The first eletrocnic Journal of Otolaryngology in the world
ISSN: 1809-9777

E-ISSN: 1809-4864

 
3396 

Year: 2020  Vol. 24   Num. 4  - Oct/Dec - (5º)
DOI: 10.1055/s-0039-1697006
Section: Original Article
 
Long-term Effects of Unilateral and Bilateral Otitis Media and Myringotomy on Long-Latency Verbal and Non-Verbal Auditory-Evoked Potentials
Author(s):
Milaine Dominici Sanfins, Caroline Donadon, Letícia Reis Borges, Piotr H. Skarzynski, Maria Francisca Colella-Santos
Key words:
hearing - otitis media - electrophysiology - long-latency auditory-evoked potential - children
Abstract:

Introduction Otitis media (OM) is considered one of the most common reasons patients seek medical care in childhood. The fluctuating nature of hearing loss in cases of OM leads to irregular sound stimulation of the central auditory nervous system. Objectives To analyze the long-latency auditory-evoked potential (LLAEP) by verbal and nonverbal sounds in children with a history of OM in the first six years of life. Methods A total of 106 schoolchildren participated in the study, 55 females and 51 males, aged between 8 and 16 years, who were divided into 3 groups: the control group (CG), the bilateral experimental group (BEG), and the unilateral experimental group (UEG). All children underwent a complete audiological evaluation (audiometry, logoaudiometry and immitance testing) and an electrophysiological evaluation (LLAEP with toneburst stimulus - LLAEP-TB, and LLAEP with speech stimulus - LLAEP-S).
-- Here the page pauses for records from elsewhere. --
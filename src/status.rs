//! Task lifecycle states and the derived-status resolver.
//!
//! Only `completed` is authoritative in storage. Every other state is a
//! function of the deadline and the current wall-clock time, so it is
//! recomputed on every read rather than cached: time advances whether or
//! not anything is written.

use chrono::{DateTime, Duration, Utc};
use serde::{Deserialize, Serialize};

use crate::task::Task;

/// How long before the deadline the execution window opens.
pub fn active_window() -> Duration {
    Duration::hours(1)
}

/// Lifecycle state of a task at a given instant.
#[derive(Debug, Clone, Copy, PartialEq, Eq, Serialize, Deserialize)]
#[serde(rename_all = "snake_case")]
pub enum TaskStatus {
    Upcoming,
    Active,
    Completed,
    Expired,
}

impl TaskStatus {
    /// Terminal states admit no further mutation.
    pub fn is_terminal(self) -> bool {
        matches!(self, TaskStatus::Completed | TaskStatus::Expired)
    }

    pub fn as_str(self) -> &'static str {
        match self {
            TaskStatus::Upcoming => "upcoming",
            TaskStatus::Active => "active",
            TaskStatus::Completed => "completed",
            TaskStatus::Expired => "expired",
        }
    }
}

impl std::fmt::Display for TaskStatus {
    fn fmt(&self, f: &mut std::fmt::Formatter<'_>) -> std::fmt::Result {
        f.write_str(self.as_str())
    }
}

/// Resolve the lifecycle state of `task` at instant `now`.
///
/// `now` is always an explicit argument so the resolver stays deterministic
/// under test; callers pass `Utc::now()` at the edge.
pub fn resolve_status(task: &Task, now: DateTime<Utc>) -> TaskStatus {
    if task.completed {
        return TaskStatus::Completed;
    }
    if now > task.deadline {
        return TaskStatus::Expired;
    }
    if now >= task.deadline - active_window() {
        return TaskStatus::Active;
    }
    TaskStatus::Upcoming
}
//! CLI exit codes for scripting and automation.
//!
//! Invariants:
//! - Every failure, whatever its cause, exits with 1.

/// Exit codes for webhotkeys-cli.
#[derive(Debug, Clone, Copy, PartialEq, Eq)]
#[repr(u8)]
pub enum ExitCode {
    /// Command completed successfully.
    Success = 0,

    /// Invalid input, options or combinations.
    GeneralError = 1,
}

impl ExitCode {
    pub fn as_i32(self) -> i32 {
        self as i32
    }
}

#[cfg(test)]
mod tests {
    use super::*;

    #[test]
    fn test_exit_code_values() {
        assert_eq!(ExitCode::Success.as_i32(), 0);
        assert_eq!(ExitCode::GeneralError.as_i32(), 1);
    }
}
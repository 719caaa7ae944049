//! Basic builder tests for the options loader.

use crate::loader::builder::OptionsLoader;
use crate::types::{HintMode, Options};

#[test]
fn test_empty_loader_builds_defaults() {
    let options = OptionsLoader::new().build().unwrap();
    assert_eq!(options, Options::default());
}

#[test]
fn test_builder_values_are_applied() {
    let options = OptionsLoader::new()
        .with_replace_access_keys(false)
        .with_grab_help_key(false)
        .with_observe_mutations(false)
        .with_marker_attribute("data-key")
        .with_group_attribute("data-key-group")
        .with_hint(HintMode::Text)
        .build()
        .unwrap();

    assert!(!options.replace_access_keys);
    assert!(!options.grab_help_key);
    assert!(!options.observe_mutations);
    assert_eq!(options.marker_attribute, "data-key");
    assert_eq!(options.group_attribute, "data-key-group");
    assert_eq!(options.hint, HintMode::Text);
}

#[test]
fn test_custom_help_key() {
    let options = OptionsLoader::new()
        .with_help_key("Shift+?")
        .build()
        .unwrap();
    assert_eq!(options.help_key, "Shift+?");
}
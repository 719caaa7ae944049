//! webhotkeys CLI - drive the hotkeys engine from the command line.
//!
//! Responsibilities:
//! - Parse command-line arguments and environment variables.
//! - Install logging on stderr.
//! - Build the hotkeys options and run the selected command.
//!
//! Does NOT handle:
//! - Matching or registration logic (see `crates/hotkeys`).
//!
//! Invariants:
//! - Results go to stdout; logs, warnings and errors go to stderr.
//! - Command-line options beat `WEBHOTKEYS_*` environment variables.

mod args;
mod commands;
mod dispatch;
mod error;
mod formatters;

use args::{Cli, LogFormat};
use clap::Parser;
use dispatch::run_command;
use error::ExitCode;
use tracing_subscriber::{EnvFilter, fmt, prelude::*};

fn main() {
    let cli = Cli::parse();

    match cli.log_format {
        LogFormat::Text => tracing_subscriber::registry()
            .with(EnvFilter::from_default_env())
            .with(fmt::layer().with_writer(std::io::stderr))
            .init(),
        LogFormat::Json => tracing_subscriber::registry()
            .with(EnvFilter::from_default_env())
            .with(fmt::layer().json().with_writer(std::io::stderr))
            .init(),
    }

    let exit_code = match run_command(cli) {
        Ok(()) => ExitCode::Success,
        Err(e) => {
            eprintln!("Error: {:#}", e);
            ExitCode::GeneralError
        }
    };

    std::process::exit(exit_code.as_i32());
}
//! Validation tests for the options loader.

use crate::keybind::KeybindError;
use crate::loader::builder::OptionsLoader;
use crate::loader::error::ConfigError;

#[test]
fn test_empty_marker_attribute_rejected() {
    let result = OptionsLoader::new().with_marker_attribute("").build();
    assert!(matches!(
        result,
        Err(ConfigError::InvalidAttributeName {
            option: "marker_attribute",
            ..
        })
    ));
}

#[test]
fn test_attribute_with_whitespace_rejected() {
    let result = OptionsLoader::new()
        .with_group_attribute("data hotkey group")
        .build();
    assert!(matches!(
        result,
        Err(ConfigError::InvalidAttributeName {
            option: "group_attribute",
            ..
        })
    ));
}

#[test]
fn test_attribute_with_quote_rejected() {
    let result = OptionsLoader::new()
        .with_marker_attribute("data-\"hotkey")
        .build();
    assert!(matches!(
        result,
        Err(ConfigError::InvalidAttributeName { .. })
    ));
}

#[test]
fn test_marker_and_group_attribute_must_differ() {
    let result = OptionsLoader::new()
        .with_marker_attribute("data-k")
        .with_group_attribute("DATA-K")
        .build();
    assert!(matches!(result, Err(ConfigError::InvalidValue { .. })));
}

#[test]
fn test_help_key_with_unknown_modifier_rejected() {
    let result = OptionsLoader::new().with_help_key("Hyper+F1").build();
    match result {
        Err(ConfigError::InvalidHelpKey { key, source }) => {
            assert_eq!(key, "Hyper+F1");
            assert!(matches!(source, KeybindError::UnknownModifier { .. }));
        }
        other => panic!("expected InvalidHelpKey, got {other:?}"),
    }
}

#[test]
fn test_invalid_help_key_ignored_when_not_grabbed() {
    let options = OptionsLoader::new()
        .with_grab_help_key(false)
        .with_help_key("Ctrl+")
        .build()
        .unwrap();
    assert!(!options.grab_help_key);
}
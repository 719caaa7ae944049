//! Named binding groups.
//!
//! A group only indexes bindings for bulk control and help presentation;
//! the bindings themselves live in the instance's store and registry.

use crate::binding::BindingId;

/// A named, ordered list of binding ids.
#[derive(Debug, Clone, PartialEq, Eq)]
pub struct Group {
    name: String,
    members: Vec<BindingId>,
}

impl Group {
    pub(crate) fn new(name: impl Into<String>) -> Self {
        Self {
            name: name.into(),
            members: Vec::new(),
        }
    }

    pub fn name(&self) -> &str {
        &self.name
    }

    /// Members in the order they were added.
    pub fn members(&self) -> &[BindingId] {
        &self.members
    }

    pub fn contains(&self, id: BindingId) -> bool {
        self.members.contains(&id)
    }

    pub fn len(&self) -> usize {
        self.members.len()
    }

    pub fn is_empty(&self) -> bool {
        self.members.is_empty()
    }

    pub(crate) fn push(&mut self, id: BindingId) {
        if !self.contains(id) {
            self.members.push(id);
        }
    }

    pub(crate) fn remove(&mut self, id: BindingId) -> bool {
        let before = self.members.len();
        self.members.retain(|member| *member != id);
        self.members.len() != before
    }
}

#[cfg(test)]
mod tests {
    use super::*;

    #[test]
    fn test_push_keeps_order_and_skips_duplicates() {
        let mut group = Group::new("Editing");
        group.push(BindingId::new(3));
        group.push(BindingId::new(1));
        group.push(BindingId::new(3));
        assert_eq!(group.members(), &[BindingId::new(3), BindingId::new(1)]);
        assert_eq!(group.name(), "Editing");
    }

    #[test]
    fn test_remove_member() {
        let mut group = Group::new("Lists");
        group.push(BindingId::new(1));
        assert!(group.remove(BindingId::new(1)));
        assert!(!group.remove(BindingId::new(1)));
        assert!(group.is_empty());
    }
}
//! Key state to binding mapping.
//!
//! Responsibilities:
//! - Keep one ordered bucket of binding ids per `KeyState`.
//! - Front-insert so the most recently enabled binding wins ties.
//!
//! Does NOT handle:
//! - The enabled flag of bindings; the registry only holds membership.
//!
//! Invariants:
//! - A binding id appears at most once per bucket.
//! - Empty buckets are dropped.

use std::collections::HashMap;

use crate::binding::{BindingId, KeyState};

/// Ordered buckets of binding ids keyed by `KeyState`.
#[derive(Debug, Default)]
pub struct Registry {
    buckets: HashMap<KeyState, Vec<BindingId>>,
}

impl Registry {
    pub fn new() -> Self {
        Self::default()
    }

    /// Insert at the front of the bucket. Returns `false` if already present.
    pub fn insert(&mut self, state: &KeyState, id: BindingId) -> bool {
        let bucket = self.buckets.entry(state.clone()).or_default();
        if bucket.contains(&id) {
            return false;
        }
        bucket.insert(0, id);
        true
    }

    /// Remove by identity. Returns `false` if absent.
    pub fn remove(&mut self, state: &KeyState, id: BindingId) -> bool {
        let Some(bucket) = self.buckets.get_mut(state) else {
            return false;
        };
        let Some(position) = bucket.iter().position(|candidate| *candidate == id) else {
            return false;
        };
        bucket.remove(position);
        if bucket.is_empty() {
            self.buckets.remove(state);
        }
        true
    }

    /// Bucket for `state`, highest priority first; empty if none.
    pub fn lookup(&self, state: &KeyState) -> &[BindingId] {
        self.buckets.get(state).map(Vec::as_slice).unwrap_or(&[])
    }

    pub fn contains(&self, state: &KeyState, id: BindingId) -> bool {
        self.lookup(state).contains(&id)
    }

    /// Total number of entries across all buckets.
    pub fn len(&self) -> usize {
        self.buckets.values().map(Vec::len).sum()
    }

    pub fn is_empty(&self) -> bool {
        self.buckets.is_empty()
    }

    pub fn bucket_count(&self) -> usize {
        self.buckets.len()
    }
}

#[cfg(test)]
mod tests {
    use super::*;
    use webhotkeys_config::Modifiers;

    fn state(id: &str) -> KeyState {
        KeyState::code(id, Modifiers::ALT)
    }

    #[test]
    fn test_insert_front_and_idempotent() {
        let mut registry = Registry::new();
        let first = BindingId::new(1);
        let second = BindingId::new(2);

        assert!(registry.insert(&state("Digit1"), first));
        assert!(registry.insert(&state("Digit1"), second));
        assert!(!registry.insert(&state("Digit1"), first));

        assert_eq!(registry.lookup(&state("Digit1")), &[second, first]);
        assert_eq!(registry.len(), 2);
    }

    #[test]
    fn test_remove_reveals_next_and_drops_empty_bucket() {
        let mut registry = Registry::new();
        let first = BindingId::new(1);
        let second = BindingId::new(2);
        registry.insert(&state("KeyQ"), first);
        registry.insert(&state("KeyQ"), second);

        assert!(registry.remove(&state("KeyQ"), second));
        assert_eq!(registry.lookup(&state("KeyQ")), &[first]);
        assert!(!registry.remove(&state("KeyQ"), second));

        assert!(registry.remove(&state("KeyQ"), first));
        assert!(registry.is_empty());
        assert_eq!(registry.bucket_count(), 0);
    }

    #[test]
    fn test_lookup_missing_state_is_empty() {
        let registry = Registry::new();
        assert!(registry.lookup(&state("F1")).is_empty());
        assert!(!registry.contains(&state("F1"), BindingId::new(7)));
    }
}
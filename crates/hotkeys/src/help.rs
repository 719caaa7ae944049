//! Help text listing the enabled bindings.
//!
//! Layout: ungrouped bindings first in registration order, one
//! `<combination>: <hint>` line each, then every group with at least one
//! enabled member as a `**<name>**` block. The whole text is trimmed.

use std::collections::{BTreeMap, HashSet};

use crate::binding::{Binding, BindingId};
use crate::group::Group;

pub(crate) fn render_help<D>(bindings: &BTreeMap<BindingId, Binding<D>>, groups: &[Group]) -> String {
    let mut seen: HashSet<BindingId> = HashSet::new();
    let mut blocks = Vec::new();

    for group in groups {
        let lines: Vec<String> = group
            .members()
            .iter()
            .filter_map(|id| bindings.get(id))
            .filter(|binding| binding.is_enabled())
            .map(|binding| {
                seen.insert(binding.id());
                binding.help_line()
            })
            .collect();
        if !lines.is_empty() {
            blocks.push(format!("\n**{}**\n{}", group.name(), lines.join("\n")));
        }
    }

    let mut parts: Vec<String> = bindings
        .values()
        .filter(|binding| binding.is_enabled() && !seen.contains(&binding.id()))
        .map(Binding::help_line)
        .collect();
    parts.extend(blocks);
    parts.join("\n").trim().to_string()
}
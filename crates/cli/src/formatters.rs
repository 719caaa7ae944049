//! Output formatters for CLI commands.
//!
//! Provides two output formats: plain text and JSON.

use anyhow::Result;
use clap::ValueEnum;
use serde::Serialize;

/// Supported output formats.
#[derive(Debug, Clone, Copy, PartialEq, Eq, ValueEnum)]
pub enum OutputFormat {
    Text,
    Json,
}

/// Combination details printed by `parse`.
#[derive(Debug, Clone, Serialize)]
pub struct ParsedCombination {
    pub input: String,
    pub canonical: String,
    pub kind: String,
    pub state: String,
    pub rendered: String,
    #[serde(skip_serializing_if = "Vec::is_empty")]
    pub warnings: Vec<String>,
}

/// Result of one simulated key press.
#[derive(Debug, Clone, Serialize)]
pub struct DispatchRow {
    pub input: String,
    pub outcome: &'static str,
    #[serde(skip_serializing_if = "Option::is_none")]
    pub binding: Option<String>,
    #[serde(skip_serializing_if = "Option::is_none")]
    pub hint: Option<String>,
    #[serde(skip_serializing_if = "Option::is_none")]
    pub help: Option<String>,
}

/// One line of the binding list.
#[derive(Debug, Clone, Serialize)]
pub struct BindingRow {
    pub combination: String,
    pub hint: String,
    #[serde(skip_serializing_if = "Option::is_none")]
    pub group: Option<String>,
}

/// Binding list printed by `list`.
#[derive(Debug, Clone, Serialize)]
pub struct BindingList {
    pub bindings: Vec<BindingRow>,
    pub help_text: String,
}

/// Formatter trait for different output types.
pub trait Formatter {
    fn format_combinations(&self, combinations: &[ParsedCombination]) -> Result<String>;

    fn format_dispatches(&self, rows: &[DispatchRow]) -> Result<String>;

    fn format_binding_list(&self, list: &BindingList) -> Result<String>;
}

/// JSON formatter.
pub struct JsonFormatter;

impl Formatter for JsonFormatter {
    fn format_combinations(&self, combinations: &[ParsedCombination]) -> Result<String> {
        Ok(serde_json::to_string_pretty(combinations)?)
    }

    fn format_dispatches(&self, rows: &[DispatchRow]) -> Result<String> {
        Ok(serde_json::to_string_pretty(rows)?)
    }

    fn format_binding_list(&self, list: &BindingList) -> Result<String> {
        Ok(serde_json::to_string_pretty(list)?)
    }
}

/// Plain text formatter, tab separated.
pub struct TextFormatter;

impl Formatter for TextFormatter {
    fn format_combinations(&self, combinations: &[ParsedCombination]) -> Result<String> {
        let lines: Vec<String> = combinations
            .iter()
            .map(|c| format!("{}\t{}\t{}\t{}", c.canonical, c.kind, c.state, c.rendered))
            .collect();
        Ok(lines.join("\n"))
    }

    fn format_dispatches(&self, rows: &[DispatchRow]) -> Result<String> {
        let mut output = Vec::new();
        for row in rows {
            let mut line = format!("{}\t{}", row.input, row.outcome);
            if let Some(binding) = &row.binding {
                line.push('\t');
                line.push_str(binding);
            }
            if let Some(hint) = row.hint.as_deref().filter(|hint| !hint.is_empty()) {
                line.push('\t');
                line.push_str(hint);
            }
            output.push(line);
            if let Some(help) = &row.help {
                output.push(help.clone());
            }
        }
        Ok(output.join("\n"))
    }

    fn format_binding_list(&self, list: &BindingList) -> Result<String> {
        Ok(list.help_text.clone())
    }
}

/// Get a formatter for the given output format.
pub fn get_formatter(format: OutputFormat) -> Box<dyn Formatter> {
    match format {
        OutputFormat::Text => Box::new(TextFormatter),
        OutputFormat::Json => Box::new(JsonFormatter),
    }
}
//! CLI command implementations.

pub mod list;
pub mod parse;
pub mod simulate;

use anyhow::{Context, Result};
use webhotkeys::{Action, BindingDef, Hotkeys, MemoryDocument, parse_combination};

use crate::args::BindArg;

/// Register `--bind` values, into `group` when given.
///
/// Every combination is validated first so a typo fails the command
/// instead of being skipped.
pub(crate) fn register_binds(
    hotkeys: &mut Hotkeys<MemoryDocument>,
    binds: &[BindArg],
    group: Option<&str>,
) -> Result<()> {
    for bind in binds {
        parse_combination(&bind.spec)
            .with_context(|| format!("Invalid binding '{}'", bind.spec))?;
    }

    match group {
        Some(name) => {
            let definitions = binds
                .iter()
                .map(|bind| {
                    BindingDef::new(bind.spec.clone(), reporting_action(bind))
                        .with_hint(bind.hint.clone())
                })
                .collect();
            hotkeys.register_group(name, definitions);
        }
        None => {
            for bind in binds {
                hotkeys
                    .register_binding(&bind.spec, Some(&bind.hint), reporting_action(bind), None)
                    .with_context(|| format!("Failed to register '{}'", bind.spec))?;
            }
        }
    }
    Ok(())
}

/// Callback that only logs that it ran.
fn reporting_action(bind: &BindArg) -> Action<MemoryDocument> {
    let spec = bind.spec.clone();
    Action::callback(move |_doc: &mut MemoryDocument| {
        tracing::info!(combination = %spec, "Binding fired");
    })
}
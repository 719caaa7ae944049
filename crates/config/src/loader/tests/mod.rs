//! Tests for the options loader.
//!
//! Responsibilities:
//! - Test builder methods and defaults.
//! - Test environment variable handling and precedence.
//! - Test validation of attribute names and the help key.
//!
//! Invariants:
//! - Tests touching the environment use `serial_test` and `global_test_lock()`.

use std::sync::Mutex;

pub mod basic_tests;
pub mod validation_tests;

/// Returns the global test lock for environment variable isolation.
pub fn env_lock() -> &'static Mutex<()> {
    crate::test_util::global_test_lock()
}
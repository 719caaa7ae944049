//! `simulate` command: dispatch keys against an in-memory document.

use anyhow::{Context, Result};
use webhotkeys::{Dispatch, Document, Hotkeys, KeyEvent, KeyInput, MemoryDocument, Options};

use crate::args::BindArg;
use crate::commands::register_binds;
use crate::formatters::{DispatchRow, OutputFormat, get_formatter};

pub fn run(
    options: Options,
    binds: &[BindArg],
    group: Option<&str>,
    focus_input: bool,
    keys: &[String],
    format: OutputFormat,
) -> Result<()> {
    let mut document = MemoryDocument::new();
    if focus_input {
        let body = document.body();
        let input = document.append_element(body, "input", &[("type", "text")]);
        document.focus(input);
    }

    let mut hotkeys = Hotkeys::new(document, options);
    hotkeys.init();
    register_binds(&mut hotkeys, binds, group)?;

    let mut rows = Vec::with_capacity(keys.len());
    for key in keys {
        let input = key_input(key)?;
        let shown = hotkeys.document().help_messages().len();
        let outcome = hotkeys
            .simulate(input)
            .with_context(|| format!("Invalid key '{key}'"))?;

        let binding = outcome.binding().and_then(|id| hotkeys.binding(id));
        rows.push(DispatchRow {
            input: key.clone(),
            outcome: match outcome {
                Dispatch::Handled { .. } => "handled",
                Dispatch::Unmatched => "unmatched",
                Dispatch::TextEditing => "text-editing",
            },
            binding: binding.map(|binding| binding.descriptor().render()),
            hint: binding.map(|binding| binding.hint().to_string()),
            help: hotkeys.document().help_messages().get(shown).cloned(),
        });
    }

    let output = get_formatter(format)
        .format_dispatches(&rows)
        .context("Failed to format dispatch results")?;
    println!("{output}");
    Ok(())
}

/// Raw JSON events start with `{`; anything else is combination text.
fn key_input(key: &str) -> Result<KeyInput> {
    if key.trim_start().starts_with('{') {
        let event = KeyEvent::from_json(key)
            .with_context(|| format!("Invalid key event '{key}'"))?;
        Ok(KeyInput::Event(event))
    } else {
        Ok(KeyInput::from(key))
    }
}

#[cfg(test)]
mod tests {
    use super::*;

    #[test]
    fn test_key_input_detects_json() {
        assert_eq!(
            key_input("Alt+Digit1").unwrap(),
            KeyInput::Combination("Alt+Digit1".to_string())
        );
        assert!(matches!(
            key_input(r#"{"code": "KeyA"}"#).unwrap(),
            KeyInput::Event(_)
        ));
        assert!(key_input("{not json").is_err());
    }
}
Results Both study groups (BEG and UEG) presented a statistically lower performance (p < 0.005) when compared with the CG regarding all of the electrophysiological tests with the prolongation of the latency values and decrease in the amplitude values: LLAEP-TB (BEG: latency - N1, P2, N2 [females] and P300, amplitude - N1 and P2), LLAEP-S (BEG: latency - P2 and N2 [females], amplitude - P2 /UEG: latency - P2 and P300, amplitude: N1 and P2). Conclusion Children who had suffered secretory OM in the first six years of life and who had undergone myringotomy for the placement of a ventilation tube, either unilaterally or bilaterally, presented worse performance in their electrophysiological responses to verbal and nonverbal LLAEPs.